Results: Treating animals with 3-Methylcholantrene (3MCA) and 7,12-Dimethylbenz(a) anthracene/12-O-tetradecanoylphorbol-13-acetate (DMBA/TPA), two potent carcinogens, confirmed Spalax high resistance to chemically induced cancers. While all mice and rats developed the expected tumors following treatment with both carcinogens, among Spalax no tumors were observed after DMBA/TPA treatment, while 3MCA induced benign fibroblastic proliferation in 2 Spalax individuals out of12, and only a single animal from the advanced age group developed malignancy 18 months post-treatment. The remaining animals are still healthy 30 months post-treatment. In vitro experiments showed an extraordinary ability of normal Spalax cultured fibroblasts to restrict malignant behavior in a broad spectrum of human-derived and in newly isolated Spalax 3MCA-induced cancer cell lines. Growth of cancer cells was inhibited by either direct interaction with Spalax fibroblasts or with soluble factors released into culture media and soft agar. This was accompanied by decreased cancer cell viability, reduced colony formation in soft agar, disturbed cell cycle progression, chromatin condensation and mitochondrial fragmentation. Cells from another cancer resistant subterranean mammal, the naked mole rat, were also tested for direct effect on cancer cells and, similar to Spalax, demonstrated anti-cancer activity. No effect on cancer cells was observed using fibroblasts from mouse, rat or Acomys. Spalax fibroblast conditioned media had no effect on proliferation of noncancerous cells.
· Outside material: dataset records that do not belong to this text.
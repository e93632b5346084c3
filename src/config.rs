use std::path::{Path, PathBuf};
use std::time::Duration;

use facet::Facet;

use crate::domain_xml::{self, Defaults, NetworkSpec};
use crate::error::VirtupError;
use crate::util;

/// Looked up in the working directory when `--config` is not given.
pub const DEFAULT_CONFIG: &str = "virtup.toml";

#[derive(Debug, Clone, Default, Facet)]
#[facet(default)]
pub struct Config {
    #[facet(default)]
    pub libvirt: LibvirtConfig,
    #[facet(default)]
    pub storage: StorageConfig,
    #[facet(default)]
    pub defaults: DefaultsConfig,
    #[facet(default)]
    pub timeouts: TimeoutsConfig,
}

#[derive(Debug, Clone, Facet)]
#[facet(default)]
pub struct LibvirtConfig {
    #[facet(default = "qemu:///system")]
    pub uri: String,
}

impl Default for LibvirtConfig {
    fn default() -> Self {
        Self {
            uri: "qemu:///system".into(),
        }
    }
}

#[derive(Debug, Clone, Facet)]
#[facet(default)]
pub struct StorageConfig {
    #[facet(default = "default")]
    pub pool: String,
}

impl Default for StorageConfig {
    fn default() -> Self {
        Self {
            pool: "default".into(),
        }
    }
}

/// Instance resources used when the command line leaves them out.
#[derive(Debug, Clone, Facet)]
#[facet(default)]
pub struct DefaultsConfig {
    #[facet(default = "512M")]
    pub memory: String,
    #[facet(default = 1)]
    pub vcpus: u32,
    #[facet(default = "network:default")]
    pub network: String,
    #[facet(default = "kvm")]
    pub domain_type: String,
    #[facet(default = "pc")]
    pub machine: String,
}

impl Default for DefaultsConfig {
    fn default() -> Self {
        Self {
            memory: "512M".into(),
            vcpus: domain_xml::DEFAULT_VCPUS,
            network: domain_xml::DEFAULT_NETWORK.into(),
            domain_type: "kvm".into(),
            machine: "pc".into(),
        }
    }
}

#[derive(Debug, Clone, Facet)]
#[facet(default)]
pub struct TimeoutsConfig {
    #[facet(default = 60)]
    pub address_s: u64,
    #[facet(default = 1000)]
    pub poll_interval_ms: u64,
    #[facet(default = 30)]
    pub shutdown_s: u64,
}

impl Default for TimeoutsConfig {
    fn default() -> Self {
        Self {
            address_s: 60,
            poll_interval_ms: 1000,
            shutdown_s: 30,
        }
    }
}

impl Config {
    /// Resolved instance defaults. Call after [`validate_config`].
    pub fn defaults(&self) -> Result<Defaults, VirtupError> {
        let d = &self.defaults;
        Ok(Defaults {
            memory_mib: util::parse_memory_mib(&d.memory)?,
            vcpus: d.vcpus,
            network: NetworkSpec::parse(&d.network)?,
            domain_type: d.domain_type.clone(),
            machine: d.machine.clone(),
        })
    }

    pub fn address_timeout(&self) -> Duration {
        Duration::from_secs(self.timeouts.address_s)
    }

    pub fn poll_interval(&self) -> Duration {
        Duration::from_millis(self.timeouts.poll_interval_ms)
    }

    pub fn shutdown_timeout(&self) -> Duration {
        Duration::from_secs(self.timeouts.shutdown_s)
    }
}

pub fn validate_config(config: &Config) -> Result<(), VirtupError> {
    if config.libvirt.uri.trim().is_empty() {
        return Err(VirtupError::Validation {
            message: "libvirt.uri must not be empty".into(),
        });
    }
    domain_xml::validate_name("pool", &config.storage.pool)?;

    if config.defaults.vcpus < 1 {
        return Err(VirtupError::Validation {
            message: "defaults.vcpus must be at least 1".into(),
        });
    }
    if config.defaults.domain_type.is_empty() || config.defaults.machine.is_empty() {
        return Err(VirtupError::Validation {
            message: "defaults.domain_type and defaults.machine must not be empty".into(),
        });
    }
    config.defaults()?;

    let t = &config.timeouts;
    if t.address_s == 0 || t.shutdown_s == 0 {
        return Err(VirtupError::Validation {
            message: "timeouts must be at least 1 second".into(),
        });
    }
    if t.poll_interval_ms == 0 {
        return Err(VirtupError::Validation {
            message: "timeouts.poll_interval_ms must be non-zero".into(),
        });
    }
    Ok(())
}

/// Load and validate the config.
///
/// With no explicit path, `virtup.toml` in the working directory is used if
/// present and built-in defaults otherwise. An explicit path must exist.
pub fn load_config(path: Option<&Path>) -> Result<Config, VirtupError> {
    let path: PathBuf = match path {
        Some(p) => p.to_path_buf(),
        None => {
            let default = PathBuf::from(DEFAULT_CONFIG);
            if !default.exists() {
                tracing::debug!("no {DEFAULT_CONFIG}, using built-in defaults");
                return Ok(Config::default());
            }
            default
        }
    };

    let contents = std::fs::read_to_string(&path).map_err(|source| VirtupError::ConfigLoad {
        path: path.display().to_string(),
        source,
    })?;

    let config: Config = facet_toml::from_str(&contents).map_err(|e| VirtupError::ConfigParse {
        path: path.display().to_string(),
        message: e.to_string(),
    })?;

    validate_config(&config)?;
    tracing::debug!(path = %path.display(), "config loaded");
    Ok(config)
}

#[cfg(test)]
mod tests {
    use super::*;

    #[test]
    fn defaults_are_valid() {
        let config = Config::default();
        validate_config(&config).unwrap();
        let d = config.defaults().unwrap();
        assert_eq!(d.memory_mib, 512);
        assert_eq!(d.vcpus, 1);
        assert_eq!(d.network, NetworkSpec::Network("default".into()));
    }

    #[test]
    fn parse_full_config() {
        let toml = r#"
[libvirt]
uri = "qemu:///session"

[storage]
pool = "images"

[defaults]
memory = "2G"
vcpus = 4
network = "bridge:br0"
machine = "q35"

[timeouts]
address_s = 90
poll_interval_ms = 250
"#;
        let config: Config = facet_toml::from_str(toml).unwrap();
        validate_config(&config).unwrap();
        assert_eq!(config.libvirt.uri, "qemu:///session");
        assert_eq!(config.storage.pool, "images");
        assert_eq!(config.defaults.domain_type, "kvm");
        assert_eq!(config.address_timeout(), Duration::from_secs(90));
        assert_eq!(config.poll_interval(), Duration::from_millis(250));
        assert_eq!(config.shutdown_timeout(), Duration::from_secs(30));

        let d = config.defaults().unwrap();
        assert_eq!(d.memory_mib, 2048);
        assert_eq!(d.network, NetworkSpec::Bridge("br0".into()));
        assert_eq!(d.machine, "q35");
    }

    #[test]
    fn partial_sections_fill_defaults() {
        let config: Config = facet_toml::from_str("[storage]\npool = \"fast\"\n").unwrap();
        assert_eq!(config.storage.pool, "fast");
        assert_eq!(config.libvirt.uri, "qemu:///system");
        assert_eq!(config.timeouts.address_s, 60);
    }

    #[test]
    fn zero_vcpus_rejected() {
        let mut config = Config::default();
        config.defaults.vcpus = 0;
        assert!(validate_config(&config).is_err());
    }

    #[test]
    fn bad_memory_rejected() {
        let mut config = Config::default();
        config.defaults.memory = "lots".into();
        assert!(validate_config(&config).is_err());
    }

    #[test]
    fn bad_network_rejected() {
        let mut config = Config::default();
        config.defaults.network = "vlan:5".into();
        assert!(validate_config(&config).is_err());
    }

    #[test]
    fn zero_poll_interval_rejected() {
        let mut config = Config::default();
        config.timeouts.poll_interval_ms = 0;
        assert!(validate_config(&config).is_err());
    }

    #[test]
    fn explicit_missing_path_is_an_error() {
        let dir = tempfile::tempdir().unwrap();
        let err = load_config(Some(&dir.path().join("nope.toml"))).unwrap_err();
        assert!(matches!(err, VirtupError::ConfigLoad { .. }));
    }

    #[test]
    fn load_from_file() {
        let dir = tempfile::tempdir().unwrap();
        let path = dir.path().join("virtup.toml");
        std::fs::write(&path, "[defaults]\nvcpus = 2\n").unwrap();
        let config = load_config(Some(&path)).unwrap();
        assert_eq!(config.defaults.vcpus, 2);
    }

    #[test]
    fn malformed_toml_is_a_parse_error() {
        let dir = tempfile::tempdir().unwrap();
        let path = dir.path().join("virtup.toml");
        std::fs::write(&path, "[defaults\nvcpus = 2\n").unwrap();
        let err = load_config(Some(&path)).unwrap_err();
        assert!(matches!(err, VirtupError::ConfigParse { .. }));
    }
}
Conclusions: This report provides pioneering evidence that Spalax is not only resistant to spontaneous cancer but also to experimentally induced cancer, and shows the unique ability of Spalax normal fibroblasts to inhibit growth and kill cancer cells, but not normal cells, either through direct fibroblast-cancer cell interaction or via soluble factors. Obviously, along with adaptation to hypoxia, Spalax has evolved efficient anti-cancer mechanisms yet to be elucidated. Exploring the molecular mechanisms allowing Spalax to survive in extreme environments and to escape cancer as well as to kill homologous and heterologous cancer cells may hold the key for understanding the molecular nature of host resistance to cancer and identify new anti-cancer strategies for treating humans.